Equities vs. Bond Funds

Equities vs. Bond Funds
••• Image by Flickr.com, courtesy of Perpetual Tourist

Equities and bond funds are two of the many investment vehicles available to investors. Other vehicles include money market funds, mutual funds and real estate.

Equity fund

An equity fund, also known as a stock fund, is a mutual fund that invests primarily in stocks.

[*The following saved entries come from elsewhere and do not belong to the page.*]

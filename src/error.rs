use std::path::PathBuf;

use thiserror::Error;

/// Failures at the crate boundary: reading requests and config, writing
/// generated files. Code generation itself cannot fail.
#[derive(Debug, Error)]
pub enum CodegenError {
    /// A file could not be read or written
    #[error("I/O error on {}: {source}", .path.display())]
    Io {
        path: PathBuf,
        #[source]
        source: std::io::Error,
    },

    /// A JSON request did not parse
    #[error("JSON parse error ({context}): {source}")]
    JsonParse {
        context: String,
        #[source]
        source: serde_json::Error,
    },

    /// A YAML request or config did not parse
    #[error("YAML parse error ({context}): {source}")]
    YamlParse {
        context: String,
        #[source]
        source: serde_yaml::Error,
    },
}

impl CodegenError {
    pub fn io(path: impl Into<PathBuf>, source: std::io::Error) -> Self {
        CodegenError::Io {
            path: path.into(),
            source,
        }
    }
}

Stocks are shares of ownership in a company. Shares represent a claim on a company’s assets and earnings. The more stock an investor acquires of a particular company, the bigger that investor’s ownership in that company is.

Stock types

The main types of stocks are common stock and preferred stock. With common stock an investor has one vote per share to elect the board members who represent the stockholders to the company. With preferred stock, depending on the company, the voting rights to elect the board may or may not be available.

Bond fund

Bond funds are made up of bonds and other securities. A bond is basically an IOU. It is an agreement between the bond issuer and the bond purchaser that the bond issuer will pay the bond purchaser interest for use of the monies given for the bond and the face value of the bond when it comes due.

Bond fund types

There are several types of bond funds an investor can choose to invest in; they include government bonds, municipal bonds, corporate bonds and international bonds.


Investors usually choose bond funds to add diversity to their portfolios, and to generate consistent streams of income. Stocks are considered a more risky investment and are often chosen for long-term investing.